_Work instruction_. State how many lines of the records include the word "unbound"; the reply is that number alone.

_Dataset excerpts_.

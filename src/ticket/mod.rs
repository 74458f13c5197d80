//! Ticket lifecycle engine.
//!
//! A ticket moves `open -> closed -> open ...` until it is deleted. The engine
//! keeps no state of its own between operations: each operation re-reads the
//! store, checks the actor's standing, commits the transition with a single
//! guarded write, and only then performs platform side effects.
//!
//! The guarded write is what makes concurrent operations safe. Two closes
//! racing on the same ticket both pass their read, but only one
//! `UPDATE ... WHERE status <> 'closed'` changes a row; the other reports
//! [`Conflict::AlreadyClosed`] and produces no side effects. Ticket creation
//! relies on the partial unique index over open tickets in the same way.
//!
//! Side effects after a committed transition are best-effort: failures are
//! logged and counted but never undo the state change. The one exception is
//! channel provisioning, where the freshly inserted row is rolled back so the
//! owner is not locked out by a ticket without a channel.

pub mod access;
pub mod transcript;

pub use access::Actor;
pub use transcript::{StagedTranscript, TranscriptStager};

use crate::config::TicketsConfig;
use crate::db::{Database, DbError, Panel, Ticket, TicketStatus};
use crate::error::{Conflict, Denied, Missing, TicketError, TicketResult};
use crate::metrics;
use crate::platform::{
    Access, ChannelId, ChannelSpec, GuildId, MessageId, OutgoingMessage, Overwrite, Platform,
    PlatformError, Target, UserId,
};
use crate::telemetry::observe;
use crate::views;
use std::sync::Arc;
use tracing::{debug, error, info, warn};

/// Attempts at the claim compare-and-set before giving up.
const CLAIM_ATTEMPTS: usize = 3;

/// Longest channel name the platform accepts.
const MAX_CHANNEL_NAME: usize = 100;

/// Result of a claim request.
#[derive(Debug, Clone, Copy, PartialEq, Eq)]
pub enum ClaimOutcome {
    Claimed,
    Unclaimed,
    /// Someone (possibly the requester) already holds the claim.
    HeldBy(UserId),
}

/// A freshly provisioned ticket.
#[derive(Debug, Clone)]
pub struct OpenedTicket {
    pub ticket: Ticket,
    pub channel_id: ChannelId,
}

/// Outcome of a close, including whether the transcript reached the archive.
#[derive(Debug, Clone)]
pub struct ClosedTicket {
    pub ticket: Ticket,
    pub transcript_delivered: bool,
}

/// Channel name for a ticket in the given status.
pub fn channel_name(status: TicketStatus, ticket: &Ticket) -> String {
    match status {
        TicketStatus::Open => format!("ticket-{}", ticket.number()),
        TicketStatus::Closed => format!("closed-{}", ticket.number()),
    }
}

/// Overwrites for a new ticket channel: hidden from everyone except the
/// owner, the panel's support roles, and the bot.
pub fn ticket_overwrites(panel: &Panel, owner: UserId, bot: UserId) -> Vec<Overwrite> {
    let mut overwrites = vec![
        Overwrite::new(Target::Everyone, Access::Hidden),
        Overwrite::new(Target::Member(owner), Access::ReadWrite),
    ];
    overwrites.extend(
        panel
            .support_roles
            .iter()
            .map(|role| Overwrite::new(Target::Role(*role), Access::ReadWrite)),
    );
    overwrites.push(Overwrite::new(Target::Member(bot), Access::View));
    overwrites
}

fn validate_name(name: &str) -> TicketResult<String> {
    let name = name.trim();
    if name.is_empty() {
        return Err(TicketError::Conflict(Conflict::InvalidName(
            "name cannot be empty".into(),
        )));
    }
    if name.chars().count() > MAX_CHANNEL_NAME {
        return Err(TicketError::Conflict(Conflict::InvalidName(format!(
            "name cannot exceed {MAX_CHANNEL_NAME} characters"
        ))));
    }
    Ok(name.to_string())
}

/// The ticket lifecycle state machine.
pub struct TicketEngine {
    db: Database,
    platform: Arc<dyn Platform>,
    transcripts: TranscriptStager,
    config: TicketsConfig,
}
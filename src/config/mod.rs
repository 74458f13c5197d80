//! Configuration loading and management.
//!
//! This module is split into logical submodules:
//! - [`types`]: Config struct definitions (Config, DiscordConfig, TicketsConfig, ...)
//! - [`defaults`]: serde default value functions
//! - [`validation`]: startup checks that collect every problem at once

mod defaults;
mod types;
pub mod validation;

pub use types::{Config, TicketsConfig};
impl Reply {
    /// Acknowledge without answering; the operation's own messages speak for it.
    pub fn silent() -> Self {
        Self::default()
    }

    pub fn private(content: impl Into<String>) -> Self {
        Self {
            content: Some(content.into()),
            ephemeral: true,
            ..Self::default()
        }
    }

    pub fn public_embed(embed: Embed) -> Self {
        Self {
            embed: Some(embed),
            ..Self::default()
        }
    }

    pub fn private_embed(embed: Embed) -> Self {
        Self {
            embed: Some(embed),
            ephemeral: true,
            ..Self::default()
        }
    }

    pub fn with_attachment(mut self, staged: StagedTranscript) -> Self {
        self.attachment = Some(staged);
        self
    }

    pub fn is_silent(&self) -> bool {
        self.content.is_none() && self.embed.is_none() && self.attachment.is_none()
    }

    /// Private reply describing a failed operation.
    pub fn error(err: &TicketError) -> Self {
        Self::private(err.user_message())
    }
}

// ============================================================================
// Handler traits
// ============================================================================

/// Handler context passed to each handler.
pub struct Context<'a> {
    pub engine: &'a TicketEngine,
    pub panels: &'a PanelRegistry,
    pub guild_id: GuildId,
    pub channel_id: ChannelId,
    pub message_id: Option<MessageId>,
    pub actor: &'a Actor,
}

/// Handles clicks on one persistent control.
#[async_trait]
pub trait ControlHandler: Send + Sync {
    async fn handle(&self, ctx: &Context<'_>) -> TicketResult<Reply>;
}

/// Handles one slash command.
#[async_trait]
pub trait CommandHandler: Send + Sync {
    fn definition(&self) -> SlashCommand;

    /// Whether successful replies are shown only to the invoker.
    fn private(&self) -> bool {
        true
    }

    async fn handle(&self, ctx: &Context<'_>, args: &CommandArgs) -> TicketResult<Reply>;
}

/// The handler for a persistent control.
fn control_handler(control: ControlId) -> &'static dyn ControlHandler {
    match control {
        ControlId::CreateTicket => &CreateTicketHandler,
        ControlId::CloseTicket => &CloseTicketHandler,
        ControlId::ClaimTicket => &ClaimTicketHandler,
        ControlId::ReopenTicket => &ReopenTicketHandler,
        ControlId::DeleteTicket => &DeleteTicketHandler,
        ControlId::ConfirmClose => &ConfirmCloseHandler,
    }
}

/// Registry of control and command handlers.
pub struct Registry {
    controls: ControlRegistry,
    commands: HashMap<&'static str, Box<dyn CommandHandler>>,
}

impl Registry {
    /// Create a registry with every handler registered.
    pub fn new() -> Self {
        let controls = ControlRegistry::register_all();

        let handlers: Vec<Box<dyn CommandHandler>> = vec![
            Box::new(HelpHandler),
            Box::new(SetupHandler),
            Box::new(EditPanelHandler),
            Box::new(PanelsHandler),
            Box::new(AddHandler),
            Box::new(RemoveHandler),
            Box::new(CloseHandler),
            Box::new(OpenHandler),
            Box::new(RenameHandler),
            Box::new(ClaimHandler),
            Box::new(CloseRequestHandler),
            Box::new(TranscriptHandler),
        ];
        let commands = handlers
            .into_iter()
            .map(|h| (h.definition().name, h))
            .collect();

        Self { controls, commands }
    }

    /// Definitions of every registered command, sorted by name.
    pub fn definitions(&self) -> Vec<SlashCommand> {
        let mut defs: Vec<_> = self.commands.values().map(|h| h.definition()).collect();
        defs.sort_by_key(|d| d.name);
        defs
    }
}

impl Default for Registry {
    fn default() -> Self {
        Self::new()
    }
}

// ============================================================================
// Dispatch
// ============================================================================

/// Routes interactions to handlers and maps their outcome to a [`Reply`].
pub struct Dispatcher {
    engine: Arc<TicketEngine>,
    panels: Arc<PanelRegistry>,
    registry: Registry,
}

impl Dispatcher {
    pub fn new(engine: Arc<TicketEngine>, panels: Arc<PanelRegistry>) -> Self {
        Self {
            engine,
            panels,
            registry: Registry::new(),
        }
    }

    pub fn commands(&self) -> Vec<SlashCommand> {
        self.registry.definitions()
    }

    /// Whether a command's successful reply is private. Unknown commands are.
    pub fn is_private(&self, command: &str) -> bool {
        self.registry
            .commands
            .get(command)
            .is_none_or(|h| h.private())
    }

    fn context<'a>(&'a self, invocation: &'a Invocation) -> Context<'a> {
        Context {
            engine: &self.engine,
            panels: &self.panels,
            guild_id: invocation.guild_id,
            channel_id: invocation.channel_id,
            message_id: invocation.message_id,
            actor: &invocation.actor,
        }
    }

    /// Dispatch a control click. `None` when the identifier is not ours.
    pub async fn dispatch_control(&self, invocation: &Invocation, custom_id: &str) -> Option<Reply> {
        let control = self.registry.controls.resolve(custom_id)?;
        let handler = control_handler(control);
        metrics::record_interaction("component");

        let span = spans::interaction(
            "component",
            control.label(),
            invocation.guild_id,
            invocation.channel_id,
            invocation.actor.user_id,
        );
        let ctx = self.context(invocation);
        let result = handler.handle(&ctx).instrument(span.clone()).await;
        Some(span.in_scope(|| finish(control.label(), result)))
    }

    /// Dispatch a slash command. `None` when the command is not ours.
    pub async fn dispatch_command(
        &self,
        invocation: &Invocation,
        name: &str,
        args: &CommandArgs,
    ) -> Option<Reply> {
        let handler = self.registry.commands.get(name)?;
        metrics::record_interaction("command");

        let span = spans::interaction(
            "command",
            name,
            invocation.guild_id,
            invocation.channel_id,
            invocation.actor.user_id,
        );
        let ctx = self.context(invocation);
        let result = handler.handle(&ctx, args).instrument(span.clone()).await;
        Some(span.in_scope(|| finish(name, result)))
    }
}
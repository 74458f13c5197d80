//! Default value functions for configuration.
//!
//! Separated into its own module for clarity and reuse.

// =============================================================================
// Discord Defaults
// =============================================================================

pub fn default_token_env() -> String {
    "DISCORD_TOKEN".to_string()
}

// =============================================================================
// Database Defaults
// =============================================================================

pub fn default_database_path() -> String {
    "db/tickets.db".to_string()
}

// =============================================================================
// Ticket Defaults
// =============================================================================

/// Notice period before a deleted ticket's channel is destroyed.
pub fn default_delete_delay_secs() -> u64 {
    5
}

/// Age after which a ticket row that never got its channel is purged.
pub fn default_stale_provision_secs() -> u64 {
    300
}
//! Panel registry.
//!
//! Administrators create and edit panels; the ticket engine only reads them.
//! Every reference a panel holds (support roles, category, archive channel) is
//! checked against the platform before it is stored.

use crate::db::{Database, NewPanel, Panel, PanelUpdate};
use crate::error::{Conflict, Missing, TicketError, TicketResult};
use crate::platform::{ChannelId, GuildId, Platform, RoleId};
use crate::telemetry::observe;
use crate::ticket::Actor;
use crate::views;
use std::sync::Arc;
use tracing::{error, info, warn};

/// Embed titles are capped by the platform.
const MAX_PANEL_NAME: usize = 256;

/// Everything needed to create a panel and post its entry point.
#[derive(Debug, Clone)]
pub struct PanelDraft {
    pub name: String,
    pub support_roles: Vec<RoleId>,
    pub category_id: ChannelId,
    pub transcript_channel_id: ChannelId,
    /// Where the entry-point message is posted.
    pub panel_channel_id: ChannelId,
    pub claimable: bool,
    pub description: Option<String>,
    pub button_text: Option<String>,
    pub welcome_message: Option<String>,
}

fn check_name(name: &str) -> TicketResult<()> {
    if name.trim().is_empty() {
        return Err(TicketError::Conflict(Conflict::InvalidName(
            "panel name cannot be empty".into(),
        )));
    }
    if name.chars().count() > MAX_PANEL_NAME {
        return Err(TicketError::Conflict(Conflict::InvalidName(format!(
            "panel name cannot exceed {MAX_PANEL_NAME} characters"
        ))));
    }
    Ok(())
}

pub struct PanelRegistry {
    db: Database,
    platform: Arc<dyn Platform>,
}

impl PanelRegistry {
    pub fn new(db: Database, platform: Arc<dyn Platform>) -> Self {
        Self { db, platform }
    }

    async fn check_roles(&self, guild: GuildId, roles: &[RoleId]) -> TicketResult<()> {
        if roles.is_empty() {
            return Err(TicketError::Conflict(Conflict::NoSupportRoles));
        }
        for role in roles {
            if !self.platform.role_exists(guild, *role).await? {
                return Err(TicketError::NotFound(Missing::Role(*role)));
            }
        }
        Ok(())
    }

    async fn check_category(&self, guild: GuildId, category: ChannelId) -> TicketResult<()> {
        if self.platform.category_exists(guild, category).await? {
            Ok(())
        } else {
            Err(TicketError::NotFound(Missing::Category(category)))
        }
    }

    async fn check_text_channel(&self, guild: GuildId, channel: ChannelId) -> TicketResult<()> {
        if self.platform.text_channel_exists(guild, channel).await? {
            Ok(())
        } else {
            Err(TicketError::NotFound(Missing::Channel(channel)))
        }
    }

    /// Create a panel and post its entry point. Administrators only.
    ///
    /// The row is discarded if the entry point cannot be posted, so a panel
    /// is never left without one.
    pub async fn create_panel(
        &self,
        guild: GuildId,
        actor: &Actor,
        draft: PanelDraft,
    ) -> TicketResult<Panel> {
        observe("panel_create", async {
            actor.require_admin()?;
            check_name(&draft.name)?;
            self.check_roles(guild, &draft.support_roles).await?;
            self.check_category(guild, draft.category_id).await?;
            self.check_text_channel(guild, draft.transcript_channel_id)
                .await?;
            self.check_text_channel(guild, draft.panel_channel_id).await?;

            let mut panel = self
                .db
                .panels()
                .create(&NewPanel {
                    guild_id: guild,
                    name: draft.name.trim().to_string(),
                    support_roles: draft.support_roles,
                    category_id: draft.category_id,
                    transcript_channel_id: draft.transcript_channel_id,
                    claimable: draft.claimable,
                    description: draft.description,
                    button_text: draft.button_text,
                    welcome_message: draft.welcome_message,
                })
                .await?;

            let channel = draft.panel_channel_id;
            let message = match self
                .platform
                .send_message(channel, views::entry_point(&panel))
                .await
            {
                Ok(message) => message,
                Err(e) => {
                    self.discard(panel.id).await;
                    return Err(e.into());
                }
            };

            if let Err(e) = self.db.panels().set_message(panel.id, channel, message).await {
                if let Err(pe) = self.platform.delete_message(channel, message).await {
                    warn!(panel = panel.id, error = %pe, "Failed to remove unbound entry point");
                }
                self.discard(panel.id).await;
                return Err(e.into());
            }
            panel.channel_id = Some(channel);
            panel.message_id = Some(message);

            info!(panel = panel.id, guild = %guild, name = %panel.name, "Panel created");
            Ok(panel)
        })
        .await
    }

    async fn discard(&self, panel_id: i64) {
        if let Err(e) = self.db.panels().discard_unposted(panel_id).await {
            error!(panel = panel_id, error = %e, "Failed to discard panel without entry point");
        }
    }

    /// Apply a partial update. Administrators only.
    ///
    /// When the change alters what the entry point shows, a fresh entry point
    /// is posted and bound before the old message is removed.
    pub async fn edit_panel(
        &self,
        guild: GuildId,
        actor: &Actor,
        panel_id: i64,
        update: PanelUpdate,
    ) -> TicketResult<Panel> {
        observe("panel_edit", async {
            actor.require_admin()?;
            if update.is_empty() {
                return Err(TicketError::Conflict(Conflict::NothingToUpdate));
            }
            self.db
                .panels()
                .find_by_id(panel_id)
                .await?
                .filter(|p| p.guild_id == guild)
                .ok_or(TicketError::NotFound(Missing::PanelId(panel_id)))?;

            if let Some(name) = &update.name {
                check_name(name)?;
            }
            if let Some(roles) = &update.support_roles {
                self.check_roles(guild, roles).await?;
            }
            if let Some(category) = update.category_id {
                self.check_category(guild, category).await?;
            }
            if let Some(channel) = update.transcript_channel_id {
                self.check_text_channel(guild, channel).await?;
            }

            let mut panel = self.db.panels().update(panel_id, &update).await?;

            if update.touches_entry_point()
                && let (Some(channel), Some(old)) = (panel.channel_id, panel.message_id)
            {
                let fresh = self
                    .platform
                    .send_message(channel, views::entry_point(&panel))
                    .await?;
                if let Err(e) = self.db.panels().set_message(panel.id, channel, fresh).await {
                    if let Err(pe) = self.platform.delete_message(channel, fresh).await {
                        warn!(panel = panel.id, error = %pe, "Failed to remove unbound entry point");
                    }
                    return Err(e.into());
                }
                panel.message_id = Some(fresh);

                if let Err(e) = self.platform.delete_message(channel, old).await {
                    warn!(panel = panel.id, error = %e, "Failed to remove previous entry point");
                }
            }

            info!(panel = panel.id, guild = %guild, "Panel updated");
            Ok(panel)
        })
        .await
    }

    /// Panels of a guild. Administrators only.
    pub async fn list_panels(&self, guild: GuildId, actor: &Actor) -> TicketResult<Vec<Panel>> {
        observe("panel_list", async {
            actor.require_admin()?;
            Ok(self.db.panels().list_for_guild(guild).await?)
        })
        .await
    }
}
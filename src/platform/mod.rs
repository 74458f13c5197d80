//! Chat platform collaborator.
//!
//! The ticket engine never talks to Discord directly. Everything it needs from
//! the platform (channels, permission overwrites, messages, role lookups) goes
//! through the [`Platform`] trait so the lifecycle logic can be exercised
//! against an in-memory implementation.

pub mod discord;
#[cfg(test)]
pub mod mock;

use async_trait::async_trait;
use chrono::{DateTime, Utc};
use std::fmt;
use std::path::PathBuf;
use thiserror::Error;

macro_rules! snowflake {
    ($($(#[$meta:meta])* $name:ident),* $(,)?) => {
        $(
            $(#[$meta])*
            #[derive(Debug, Clone, Copy, PartialEq, Eq, Hash, PartialOrd, Ord)]
            pub struct $name(pub u64);

            impl $name {
                #[inline]
                pub fn get(self) -> u64 {
                    self.0
                }

                /// Storage form. Platform ids fit in 63 bits.
                #[inline]
                pub fn to_db(self) -> i64 {
                    self.0 as i64
                }

                #[inline]
                pub fn from_db(raw: i64) -> Self {
                    Self(raw as u64)
                }
            }

            impl fmt::Display for $name {
                fn fmt(&self, f: &mut fmt::Formatter<'_>) -> fmt::Result {
                    write!(f, "{}", self.0)
                }
            }
        )*
    };
}

snowflake!(
    /// A guild (server).
    GuildId,
    /// A text channel or category.
    ChannelId,
    /// A message within a channel.
    MessageId,
    /// A user account.
    UserId,
    /// A guild role.
    RoleId,
);

impl UserId {
    pub fn mention(self) -> String {
        format!("<@{}>", self.0)
    }
}

impl RoleId {
    pub fn mention(self) -> String {
        format!("<@&{}>", self.0)
    }
}

impl ChannelId {
    pub fn mention(self) -> String {
        format!("<#{}>", self.0)
    }
}

/// Platform collaborator failures.
#[derive(Debug, Error)]
pub enum PlatformError {
    #[error("missing permissions: {0}")]
    Forbidden(String),
    #[error("unknown {0}")]
    NotFound(String),
    #[error("platform request failed: {0}")]
    Request(String),
    #[error("attachment unreadable: {0}")]
    Io(#[from] std::io::Error),
}

/// Who a permission overwrite applies to.
#[derive(Debug, Clone, Copy, PartialEq, Eq, Hash)]
pub enum Target {
    /// The guild's @everyone role.
    Everyone,
    Member(UserId),
    Role(RoleId),
}

impl Target {
    pub fn mention(self) -> String {
        match self {
            Target::Everyone => "@everyone".to_string(),
            Target::Member(user) => user.mention(),
            Target::Role(role) => role.mention(),
        }
    }
}

/// Channel access granted by an overwrite.
#[derive(Debug, Clone, Copy, PartialEq, Eq)]
pub enum Access {
    /// Cannot see the channel.
    Hidden,
    /// Can see the channel; sending follows the guild's role permissions.
    View,
    /// Can read history but not send.
    ReadOnly,
    /// Can read and send.
    ReadWrite,
}

#[derive(Debug, Clone, Copy, PartialEq, Eq)]
pub struct Overwrite {
    pub target: Target,
    pub access: Access,
}

impl Overwrite {
    pub fn new(target: Target, access: Access) -> Self {
        Self { target, access }
    }
}

/// Request to create a channel under a category.
#[derive(Debug, Clone)]
pub struct ChannelSpec {
    pub name: String,
    pub parent: ChannelId,
    pub overwrites: Vec<Overwrite>,
}

/// Colors used by embeds, as 0xRRGGBB.
pub mod colors {
    pub const GREEN: u32 = 0x2ECC71;
    pub const DARK_GREEN: u32 = 0x1F8B4C;
    pub const RED: u32 = 0xE74C3C;
    pub const GOLD: u32 = 0xF1C40F;
    pub const GREY: u32 = 0x979C9F;
    pub const BLURPLE: u32 = 0x5865F2;
}

#[derive(Debug, Clone, PartialEq, Eq)]
pub struct EmbedField {
    pub name: String,
    pub value: String,
    pub inline: bool,
}

/// Rich content block attached to a message.
#[derive(Debug, Clone, Default, PartialEq, Eq)]
pub struct Embed {
    pub title: Option<String>,
    pub description: Option<String>,
    pub color: u32,
    pub fields: Vec<EmbedField>,
}

impl Embed {
    pub fn new(color: u32) -> Self {
        Self {
            color,
            ..Self::default()
        }
    }

    pub fn title(mut self, title: impl Into<String>) -> Self {
        self.title = Some(title.into());
        self
    }

    pub fn description(mut self, description: impl Into<String>) -> Self {
        self.description = Some(description.into());
        self
    }

    pub fn field(mut self, name: impl Into<String>, value: impl Into<String>, inline: bool) -> Self {
        self.fields.push(EmbedField {
            name: name.into(),
            value: value.into(),
            inline,
        });
        self
    }
}

#[derive(Debug, Clone, Copy, PartialEq, Eq)]
pub enum ButtonStyle {
    Primary,
    Secondary,
    Success,
    Danger,
}

/// One interactive button bound to a fixed identifier.
#[derive(Debug, Clone, PartialEq, Eq)]
pub struct Button {
    pub custom_id: &'static str,
    pub label: String,
    pub style: ButtonStyle,
    pub emoji: Option<char>,
}

/// A file on disk to upload with a message.
#[derive(Debug, Clone, PartialEq, Eq)]
pub struct Attachment {
    pub filename: String,
    pub path: PathBuf,
}

/// Message content to send or to replace an existing message with.
#[derive(Debug, Clone, Default, PartialEq, Eq)]
pub struct OutgoingMessage {
    pub content: Option<String>,
    pub embed: Option<Embed>,
    pub buttons: Vec<Button>,
    pub attachment: Option<Attachment>,
}

impl OutgoingMessage {
    pub fn text(content: impl Into<String>) -> Self {
        Self {
            content: Some(content.into()),
            ..Self::default()
        }
    }

    pub fn embed(embed: Embed) -> Self {
        Self {
            embed: Some(embed),
            ..Self::default()
        }
    }

    pub fn with_content(mut self, content: impl Into<String>) -> Self {
        self.content = Some(content.into());
        self
    }

    pub fn with_buttons(mut self, buttons: Vec<Button>) -> Self {
        self.buttons = buttons;
        self
    }

    pub fn with_attachment(mut self, attachment: Attachment) -> Self {
        self.attachment = Some(attachment);
        self
    }
}

/// A message from a channel's history, as needed for transcripts.
#[derive(Debug, Clone)]
pub struct HistoryEntry {
    pub author_name: String,
    pub author_avatar: Option<String>,
    pub sent_at: DateTime<Utc>,
    pub content: String,
    /// Attachment URLs.
    pub attachments: Vec<String>,
    /// Embedded structured content (title, description).
    pub embeds: Vec<(Option<String>, Option<String>)>,
}

/// Operations the ticket core consumes from the chat platform.
#[async_trait]
pub trait Platform: Send + Sync {
    /// The bot's own user id (granted access to every ticket channel).
    fn bot_user(&self) -> UserId;

    async fn create_channel(
        &self,
        guild: GuildId,
        spec: ChannelSpec,
    ) -> Result<ChannelId, PlatformError>;

    async fn rename_channel(&self, channel: ChannelId, name: &str) -> Result<(), PlatformError>;

    async fn set_overwrite(
        &self,
        channel: ChannelId,
        overwrite: Overwrite,
    ) -> Result<(), PlatformError>;

    async fn clear_overwrite(&self, channel: ChannelId, target: Target)
    -> Result<(), PlatformError>;

    async fn delete_channel(&self, channel: ChannelId) -> Result<(), PlatformError>;

    async fn send_message(
        &self,
        channel: ChannelId,
        message: OutgoingMessage,
    ) -> Result<MessageId, PlatformError>;

    async fn edit_message(
        &self,
        channel: ChannelId,
        message: MessageId,
        replacement: OutgoingMessage,
    ) -> Result<(), PlatformError>;

    async fn delete_message(&self, channel: ChannelId, message: MessageId)
    -> Result<(), PlatformError>;

    async fn role_exists(&self, guild: GuildId, role: RoleId) -> Result<bool, PlatformError>;

    /// Whether `channel` is a category in `guild`.
    async fn category_exists(
        &self,
        guild: GuildId,
        channel: ChannelId,
    ) -> Result<bool, PlatformError>;

    /// Whether `channel` is a text channel in `guild`.
    async fn text_channel_exists(
        &self,
        guild: GuildId,
        channel: ChannelId,
    ) -> Result<bool, PlatformError>;

    async fn channel_name(&self, channel: ChannelId) -> Result<String, PlatformError>;

    /// Full history, oldest first.
    async fn channel_history(&self, channel: ChannelId) -> Result<Vec<HistoryEntry>, PlatformError>;
}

_Solved exercise_. 2